Stored items>
_____
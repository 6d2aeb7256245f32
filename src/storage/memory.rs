//! In-process backend. Behaves like the SQL schema: ids are assigned sequentially and deleting a
//! category detaches its products instead of removing them.

use super::{restocked_quantity, InventoryStore};
use crate::domain::model::{Category, NewCategory, Product, ProductInsert};
use async_trait::async_trait;
use rust_decimal::Decimal;
use tokio::sync::RwLock;

#[derive(Debug, Clone)]
struct StoredProduct {
    id: i64,
    name: String,
    quantity: i64,
    sale_price: Decimal,
    purchase_price: Decimal,
    min_stock: i64,
    category_id: Option<i64>,
}

#[derive(Default)]
struct Tables {
    categories: Vec<Category>,
    products: Vec<StoredProduct>,
    next_category_id: i64,
    next_product_id: i64,
}

impl Tables {
    fn joined(&self, p: &StoredProduct) -> Product {
        let category_name = p.category_id.and_then(|cid| {
            self.categories
                .iter()
                .find(|c| c.id == cid)
                .map(|c| c.name.clone())
        });
        Product {
            id: p.id,
            name: p.name.clone(),
            quantity: p.quantity,
            sale_price: p.sale_price,
            purchase_price: p.purchase_price,
            min_stock: p.min_stock,
            category_id: p.category_id,
            category_name,
        }
    }

    fn detach_products(&mut self, removed: &[i64]) {
        for p in &mut self.products {
            if p.category_id.is_some_and(|cid| removed.contains(&cid)) {
                p.category_id = None;
            }
        }
    }
}

#[derive(Default)]
pub struct MemoryStore {
    tables: RwLock<Tables>,
}

impl MemoryStore {
    pub fn new() -> Self {
        Self::default()
    }
}

#[async_trait]
impl InventoryStore for MemoryStore {
    fn backend_name(&self) -> &'static str {
        "memory"
    }

    async fn ping(&self) -> anyhow::Result<()> {
        Ok(())
    }

    async fn list_categories(&self) -> anyhow::Result<Vec<Category>> {
        Ok(self.tables.read().await.categories.clone())
    }

    async fn list_products(&self) -> anyhow::Result<Vec<Product>> {
        let tables = self.tables.read().await;
        Ok(tables.products.iter().map(|p| tables.joined(p)).collect())
    }

    async fn get_category(&self, id: i64) -> anyhow::Result<Option<Category>> {
        let tables = self.tables.read().await;
        Ok(tables.categories.iter().find(|c| c.id == id).cloned())
    }

    async fn insert_category(&self, category: &NewCategory) -> anyhow::Result<Category> {
        let mut tables = self.tables.write().await;
        tables.next_category_id += 1;
        let row = Category {
            id: tables.next_category_id,
            name: category.name.clone(),
            description: category.description.clone(),
        };
        tables.categories.push(row.clone());
        Ok(row)
    }

    async fn delete_category(&self, id: i64) -> anyhow::Result<bool> {
        let mut tables = self.tables.write().await;
        let before = tables.categories.len();
        tables.categories.retain(|c| c.id != id);
        let removed = tables.categories.len() != before;
        if removed {
            tables.detach_products(&[id]);
        }
        Ok(removed)
    }

    async fn delete_categories_by_name(&self, name: &str) -> anyhow::Result<u64> {
        let mut tables = self.tables.write().await;
        let removed: Vec<i64> = tables
            .categories
            .iter()
            .filter(|c| c.name == name)
            .map(|c| c.id)
            .collect();
        tables.categories.retain(|c| c.name != name);
        tables.detach_products(&removed);
        Ok(removed.len() as u64)
    }

    async fn insert_product(&self, product: &ProductInsert) -> anyhow::Result<Product> {
        let mut tables = self.tables.write().await;
        tables.next_product_id += 1;
        let row = StoredProduct {
            id: tables.next_product_id,
            name: product.name.clone(),
            quantity: product.quantity,
            sale_price: product.sale_price,
            purchase_price: product.purchase_price,
            min_stock: product.min_stock,
            category_id: Some(product.category_id),
        };
        let joined = tables.joined(&row);
        tables.products.push(row);
        Ok(joined)
    }

    async fn add_quantity(&self, id: i64, amount: i64) -> anyhow::Result<Option<Product>> {
        let mut tables = self.tables.write().await;
        let Some(row) = tables.products.iter_mut().find(|p| p.id == id) else {
            return Ok(None);
        };
        row.quantity = restocked_quantity(format!("product {}", id), row.quantity, amount)?;
        let row = row.clone();
        Ok(Some(tables.joined(&row)))
    }

    async fn add_quantity_by_name(&self, name: &str, amount: i64) -> anyhow::Result<u64> {
        let mut tables = self.tables.write().await;
        let updates = tables
            .products
            .iter()
            .enumerate()
            .filter(|(_, p)| p.name == name)
            .map(|(i, p)| -> anyhow::Result<(usize, i64)> {
                Ok((i, restocked_quantity(name, p.quantity, amount)?))
            })
            .collect::<anyhow::Result<Vec<_>>>()?;
        for (i, quantity) in &updates {
            tables.products[*i].quantity = *quantity;
        }
        Ok(updates.len() as u64)
    }

    async fn delete_product(&self, id: i64) -> anyhow::Result<bool> {
        let mut tables = self.tables.write().await;
        let before = tables.products.len();
        tables.products.retain(|p| p.id != id);
        Ok(tables.products.len() != before)
    }

    async fn delete_products_by_name(&self, name: &str) -> anyhow::Result<u64> {
        let mut tables = self.tables.write().await;
        let before = tables.products.len();
        tables.products.retain(|p| p.name != name);
        Ok((before - tables.products.len()) as u64)
    }
}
_____
What you will do>
For each line in the data above that contains the string "amount", extract the line.

Answer box>
    async fn add_quantity(&self, id: i64, amount: i64) -> anyhow::Result<Option<Product>> {
        row.quantity = restocked_quantity(format!("product {}", id), row.quantity, amount)?;
    async fn add_quantity_by_name(&self, name: &str, amount: i64) -> anyhow::Result<u64> {
                Ok((i, restocked_quantity(name, p.quantity, amount)?))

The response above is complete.